═════ EXTRACTED RECORDS ═════
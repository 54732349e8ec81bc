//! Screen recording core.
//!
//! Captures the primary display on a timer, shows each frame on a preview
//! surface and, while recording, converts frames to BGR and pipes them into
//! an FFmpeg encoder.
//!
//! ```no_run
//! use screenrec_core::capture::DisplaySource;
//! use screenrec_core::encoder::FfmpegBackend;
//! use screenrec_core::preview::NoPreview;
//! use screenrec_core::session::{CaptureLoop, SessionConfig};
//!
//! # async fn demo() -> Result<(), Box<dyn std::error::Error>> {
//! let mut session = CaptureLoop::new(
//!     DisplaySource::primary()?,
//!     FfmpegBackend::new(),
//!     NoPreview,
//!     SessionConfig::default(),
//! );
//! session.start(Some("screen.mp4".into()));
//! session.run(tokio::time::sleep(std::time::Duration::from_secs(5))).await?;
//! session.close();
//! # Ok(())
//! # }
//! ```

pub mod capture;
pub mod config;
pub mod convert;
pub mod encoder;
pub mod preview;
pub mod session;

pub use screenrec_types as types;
═════
- TASK ITEM: Retype the records in full. Keep every line identical to the original.

- REPLY:
repository 54732349e8ec81bc
//! Screen recording core.
//!
//! Captures the primary display on a timer, shows each frame on a preview
//! surface and, while recording, converts frames to BGR and pipes them into
//! an FFmpeg encoder.
//!
//! ```no_run
//! use screenrec_core::capture::DisplaySource;
//! use screenrec_core::encoder::FfmpegBackend;
//! use screenrec_core::preview::NoPreview;
//! use screenrec_core::session::{CaptureLoop, SessionConfig};
//!
//! # async fn demo() -> Result<(), Box<dyn std::error::Error>> {
//! let mut session = CaptureLoop::new(
//!     DisplaySource::primary()?,
//!     FfmpegBackend::new(),
//!     NoPreview,
//!     SessionConfig::default(),
//! );
//! session.start(Some("screen.mp4".into()));
//! session.run(tokio::time::sleep(std::time::Duration::from_secs(5))).await?;
//! session.close();
//! # Ok(())
//! # }
//! ```

pub mod capture;
pub mod config;
pub mod convert;
pub mod encoder;
pub mod preview;
pub mod session;

pub use screenrec_types as types;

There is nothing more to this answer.